Because of this claim “Mc Donalds” company was compelled to pay 7 hundred thousand dollars as penalty to Heart Association of America & to put boards mentioning that their food items are not free from “Transfat” in all its restaurants. KRAFT Company of America was using “Transfat” in its chocolates. ”Ban Transfat” warned it. So KRAFT company had to stop the use of vanaspati ghee in its chocolates. India also needs such an organization.The Centre for Science & Environment in Delhi published a revealing report & proved that the edible oils available in Indian markets contain dangerous Transfats, which are responsible for cancer, diabetes & heart attacks. In India, the business of hydrogenated vegetable oil is under big businessmen and forms a big powerful lobby.

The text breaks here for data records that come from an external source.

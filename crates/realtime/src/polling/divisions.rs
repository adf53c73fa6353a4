//! Class division lookup with a short-lived cache
//!
//! The division list changes rarely but is requested by every filter
//! panel render, so responses are cached for a few minutes keyed by a
//! token prefix rather than refetched each time.

use serde::Deserialize;

use campusline_shared::{ClassDivision, SessionToken};

use crate::cache::DivisionCache;
use crate::config::RealtimeConfig;
use crate::error::{FetchError, FetchResult};

#[derive(Debug, Deserialize)]
struct DivisionListResponse {
    class_divisions: Vec<ClassDivision>,
}

/// Cached access to the class division endpoint
pub struct DivisionDirectory {
    http: reqwest::Client,
    base_url: String,
    cache: DivisionCache,
}

impl DivisionDirectory {
    pub fn new(base_url: impl Into<String>) -> Self {
        Self::with_cache(base_url, DivisionCache::new())
    }

    pub fn from_config(config: &RealtimeConfig) -> Self {
        Self::with_cache(
            config.api_url.clone(),
            DivisionCache::with_ttl(config.division_cache_ttl),
        )
    }

    pub fn with_cache(base_url: impl Into<String>, cache: DivisionCache) -> Self {
        Self {
            http: reqwest::Client::new(),
            base_url: base_url.into(),
            cache,
        }
    }

    /// Divisions visible to the session, served from cache when fresh
    pub async fn class_divisions(&self, token: &SessionToken) -> FetchResult<Vec<ClassDivision>> {
        if let Some(divisions) = self.cache.get(token.prefix()) {
            tracing::debug!("class divisions served from cache");
            return Ok(divisions);
        }

        let url = format!("{}/class-divisions", self.base_url);
        let response = self.http.get(&url).bearer_auth(token.as_str()).send().await?;

        let status = response.status();
        if !status.is_success() {
            let message = response.text().await.unwrap_or_else(|_| String::new());
            return Err(FetchError::Status {
                status: status.as_u16(),
                message,
            });
        }

        let divisions = response.json::<DivisionListResponse>().await?.class_divisions;
        self.cache.set(token.prefix(), divisions.clone());
        Ok(divisions)
    }

    /// Drop the cached list for this session
    pub fn invalidate(&self, token: &SessionToken) {
        self.cache.invalidate(token.prefix());
    }
}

It will take years for the government to ban transfat. Hence it is better for people to avoid voluntarily the use of transfat in fried food available in the market. Only then will our people will be saved from the poisonous effects of transfat. The percentage of Heart attacks in India is dangerously increasing. After knowing all this wouldn't it be wise to avoid vanaspati ghee? Those who wish to keep their heart and health safe, should stay away from “Transfat” as much as possible.